*** Opening of ENTRIES SHOWN ***

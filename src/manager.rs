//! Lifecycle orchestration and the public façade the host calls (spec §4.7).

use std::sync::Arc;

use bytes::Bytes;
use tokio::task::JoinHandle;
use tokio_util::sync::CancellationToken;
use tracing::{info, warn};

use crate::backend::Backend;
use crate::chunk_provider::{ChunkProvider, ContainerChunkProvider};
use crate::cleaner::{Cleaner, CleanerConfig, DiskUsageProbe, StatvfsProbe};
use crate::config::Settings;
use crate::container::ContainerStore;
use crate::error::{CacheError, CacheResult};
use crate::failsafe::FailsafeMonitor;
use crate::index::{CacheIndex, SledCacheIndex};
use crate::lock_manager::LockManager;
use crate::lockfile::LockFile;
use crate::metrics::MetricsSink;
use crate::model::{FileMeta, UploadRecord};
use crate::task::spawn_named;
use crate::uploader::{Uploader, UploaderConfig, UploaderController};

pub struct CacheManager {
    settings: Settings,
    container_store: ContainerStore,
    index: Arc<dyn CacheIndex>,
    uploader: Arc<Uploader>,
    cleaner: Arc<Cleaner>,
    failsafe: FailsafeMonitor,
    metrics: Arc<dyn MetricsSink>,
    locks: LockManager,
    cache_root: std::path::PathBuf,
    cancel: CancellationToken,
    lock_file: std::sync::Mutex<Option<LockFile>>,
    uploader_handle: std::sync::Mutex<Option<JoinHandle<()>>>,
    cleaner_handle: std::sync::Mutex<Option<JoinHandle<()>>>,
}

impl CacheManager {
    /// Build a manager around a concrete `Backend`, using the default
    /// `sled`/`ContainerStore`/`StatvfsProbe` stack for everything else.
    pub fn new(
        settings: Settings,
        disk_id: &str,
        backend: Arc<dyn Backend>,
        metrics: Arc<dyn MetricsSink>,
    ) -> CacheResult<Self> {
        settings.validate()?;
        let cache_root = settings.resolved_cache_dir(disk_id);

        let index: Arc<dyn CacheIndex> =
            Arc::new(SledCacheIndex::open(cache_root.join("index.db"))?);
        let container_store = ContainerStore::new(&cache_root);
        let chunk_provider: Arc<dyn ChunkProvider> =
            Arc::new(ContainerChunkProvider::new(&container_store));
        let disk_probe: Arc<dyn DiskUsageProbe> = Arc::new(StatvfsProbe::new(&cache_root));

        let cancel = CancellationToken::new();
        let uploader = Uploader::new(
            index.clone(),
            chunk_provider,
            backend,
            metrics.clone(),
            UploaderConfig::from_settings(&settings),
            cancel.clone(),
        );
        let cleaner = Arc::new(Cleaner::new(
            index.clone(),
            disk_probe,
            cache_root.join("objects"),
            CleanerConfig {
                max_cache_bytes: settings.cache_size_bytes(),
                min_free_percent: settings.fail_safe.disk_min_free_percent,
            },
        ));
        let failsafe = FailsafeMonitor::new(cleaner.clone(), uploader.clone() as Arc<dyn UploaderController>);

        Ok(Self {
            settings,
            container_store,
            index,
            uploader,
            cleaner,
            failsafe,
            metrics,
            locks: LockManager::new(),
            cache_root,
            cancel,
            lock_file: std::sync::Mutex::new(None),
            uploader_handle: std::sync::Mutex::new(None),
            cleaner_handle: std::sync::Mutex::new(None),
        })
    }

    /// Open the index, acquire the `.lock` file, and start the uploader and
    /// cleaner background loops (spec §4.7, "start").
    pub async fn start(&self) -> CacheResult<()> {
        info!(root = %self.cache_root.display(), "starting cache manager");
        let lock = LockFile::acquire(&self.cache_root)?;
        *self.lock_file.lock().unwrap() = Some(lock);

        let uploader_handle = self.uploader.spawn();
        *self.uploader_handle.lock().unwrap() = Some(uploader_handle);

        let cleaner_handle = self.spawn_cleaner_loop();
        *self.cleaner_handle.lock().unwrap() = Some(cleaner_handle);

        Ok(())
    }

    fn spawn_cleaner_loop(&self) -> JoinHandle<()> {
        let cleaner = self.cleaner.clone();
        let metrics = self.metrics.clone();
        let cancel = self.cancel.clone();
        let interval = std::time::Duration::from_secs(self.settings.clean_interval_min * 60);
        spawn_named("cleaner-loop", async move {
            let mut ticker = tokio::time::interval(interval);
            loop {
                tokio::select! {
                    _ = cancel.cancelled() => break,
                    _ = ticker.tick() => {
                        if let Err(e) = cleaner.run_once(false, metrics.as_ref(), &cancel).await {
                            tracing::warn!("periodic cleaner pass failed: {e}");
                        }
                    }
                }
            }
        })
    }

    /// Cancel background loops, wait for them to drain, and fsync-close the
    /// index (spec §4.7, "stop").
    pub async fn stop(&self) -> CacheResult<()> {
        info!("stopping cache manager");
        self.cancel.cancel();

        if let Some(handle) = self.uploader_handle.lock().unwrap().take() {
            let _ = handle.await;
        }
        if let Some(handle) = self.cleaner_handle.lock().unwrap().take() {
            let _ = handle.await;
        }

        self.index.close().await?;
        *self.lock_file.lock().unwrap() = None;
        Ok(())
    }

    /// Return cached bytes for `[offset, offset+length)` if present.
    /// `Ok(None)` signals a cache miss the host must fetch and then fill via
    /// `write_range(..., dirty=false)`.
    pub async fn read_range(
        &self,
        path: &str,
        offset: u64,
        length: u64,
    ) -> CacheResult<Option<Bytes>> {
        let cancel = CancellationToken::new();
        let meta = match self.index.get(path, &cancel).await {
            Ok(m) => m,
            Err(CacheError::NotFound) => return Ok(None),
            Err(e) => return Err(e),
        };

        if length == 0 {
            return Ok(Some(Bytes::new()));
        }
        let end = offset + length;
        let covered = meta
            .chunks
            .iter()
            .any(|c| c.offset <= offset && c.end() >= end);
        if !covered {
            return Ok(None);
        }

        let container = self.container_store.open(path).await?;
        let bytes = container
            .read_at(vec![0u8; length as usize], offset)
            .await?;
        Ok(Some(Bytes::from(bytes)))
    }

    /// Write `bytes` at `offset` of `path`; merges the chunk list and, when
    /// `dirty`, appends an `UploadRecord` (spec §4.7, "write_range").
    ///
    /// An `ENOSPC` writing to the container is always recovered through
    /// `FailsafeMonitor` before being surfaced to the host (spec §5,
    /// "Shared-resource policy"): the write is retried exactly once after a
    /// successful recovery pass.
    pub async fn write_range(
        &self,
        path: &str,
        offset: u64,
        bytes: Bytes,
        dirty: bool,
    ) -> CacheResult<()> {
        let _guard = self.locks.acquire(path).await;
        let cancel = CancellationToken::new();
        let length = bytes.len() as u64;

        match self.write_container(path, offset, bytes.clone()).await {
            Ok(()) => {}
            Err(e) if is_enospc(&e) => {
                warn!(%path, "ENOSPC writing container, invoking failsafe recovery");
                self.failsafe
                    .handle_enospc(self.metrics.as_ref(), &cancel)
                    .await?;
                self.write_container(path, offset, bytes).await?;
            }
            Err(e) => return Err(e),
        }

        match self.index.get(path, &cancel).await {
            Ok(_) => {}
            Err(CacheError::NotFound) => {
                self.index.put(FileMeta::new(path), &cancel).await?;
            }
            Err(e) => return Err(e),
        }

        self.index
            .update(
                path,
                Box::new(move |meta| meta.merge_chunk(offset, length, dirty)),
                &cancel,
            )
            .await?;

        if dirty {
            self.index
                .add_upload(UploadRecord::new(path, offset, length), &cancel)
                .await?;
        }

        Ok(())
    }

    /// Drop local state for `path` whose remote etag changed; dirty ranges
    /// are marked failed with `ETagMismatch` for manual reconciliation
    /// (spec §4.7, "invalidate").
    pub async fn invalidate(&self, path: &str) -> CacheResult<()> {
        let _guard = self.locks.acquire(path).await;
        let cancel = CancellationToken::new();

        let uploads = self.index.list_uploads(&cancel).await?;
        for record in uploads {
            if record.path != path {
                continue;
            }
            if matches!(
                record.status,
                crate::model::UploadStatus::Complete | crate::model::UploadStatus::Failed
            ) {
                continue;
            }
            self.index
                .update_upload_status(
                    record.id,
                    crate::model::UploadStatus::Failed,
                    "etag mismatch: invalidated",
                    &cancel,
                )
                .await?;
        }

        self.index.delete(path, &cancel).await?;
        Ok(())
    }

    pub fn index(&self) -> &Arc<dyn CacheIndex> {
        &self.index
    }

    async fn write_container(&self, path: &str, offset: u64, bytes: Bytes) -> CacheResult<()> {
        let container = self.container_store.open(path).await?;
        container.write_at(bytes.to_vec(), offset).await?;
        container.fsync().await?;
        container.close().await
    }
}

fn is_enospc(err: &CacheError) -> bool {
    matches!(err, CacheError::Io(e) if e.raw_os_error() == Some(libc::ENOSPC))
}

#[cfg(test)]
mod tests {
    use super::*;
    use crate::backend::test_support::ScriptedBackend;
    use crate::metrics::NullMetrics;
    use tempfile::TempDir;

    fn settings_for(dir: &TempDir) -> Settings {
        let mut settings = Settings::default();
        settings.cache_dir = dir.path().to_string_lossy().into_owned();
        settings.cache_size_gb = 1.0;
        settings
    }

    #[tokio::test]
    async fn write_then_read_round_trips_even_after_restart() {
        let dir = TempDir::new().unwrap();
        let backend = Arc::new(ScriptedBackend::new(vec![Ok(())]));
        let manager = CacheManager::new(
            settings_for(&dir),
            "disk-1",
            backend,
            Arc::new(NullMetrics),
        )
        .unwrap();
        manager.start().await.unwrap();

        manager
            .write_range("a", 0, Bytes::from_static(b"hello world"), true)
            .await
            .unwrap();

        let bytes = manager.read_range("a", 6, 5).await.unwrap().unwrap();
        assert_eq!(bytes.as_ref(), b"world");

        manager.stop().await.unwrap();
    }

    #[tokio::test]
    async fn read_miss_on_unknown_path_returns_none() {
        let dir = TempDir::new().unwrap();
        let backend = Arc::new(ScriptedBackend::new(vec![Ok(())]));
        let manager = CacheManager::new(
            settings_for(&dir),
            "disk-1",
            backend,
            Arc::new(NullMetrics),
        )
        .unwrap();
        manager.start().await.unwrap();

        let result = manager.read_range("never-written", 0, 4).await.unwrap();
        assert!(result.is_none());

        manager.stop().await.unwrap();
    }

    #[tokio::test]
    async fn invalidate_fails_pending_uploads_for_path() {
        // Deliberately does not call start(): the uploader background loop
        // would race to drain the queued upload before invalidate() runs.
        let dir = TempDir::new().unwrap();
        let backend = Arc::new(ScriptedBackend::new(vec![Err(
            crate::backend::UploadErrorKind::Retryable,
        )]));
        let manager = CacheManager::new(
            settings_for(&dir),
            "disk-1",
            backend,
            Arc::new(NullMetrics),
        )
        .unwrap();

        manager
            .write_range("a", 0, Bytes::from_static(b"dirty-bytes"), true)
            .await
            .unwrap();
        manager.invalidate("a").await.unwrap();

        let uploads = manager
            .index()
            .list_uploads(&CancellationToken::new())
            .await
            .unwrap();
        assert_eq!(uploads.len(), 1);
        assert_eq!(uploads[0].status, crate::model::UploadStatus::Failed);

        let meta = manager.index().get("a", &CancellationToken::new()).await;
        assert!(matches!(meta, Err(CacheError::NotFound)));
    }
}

*** Close of ENTRIES SHOWN ***

## YOUR GOAL
Each line above with the word "UploaderConfig" needs to be copied.

## EXERCISE ANSWER
use crate::uploader::{Uploader, UploaderConfig, UploaderController};
            UploaderConfig::from_settings(&settings),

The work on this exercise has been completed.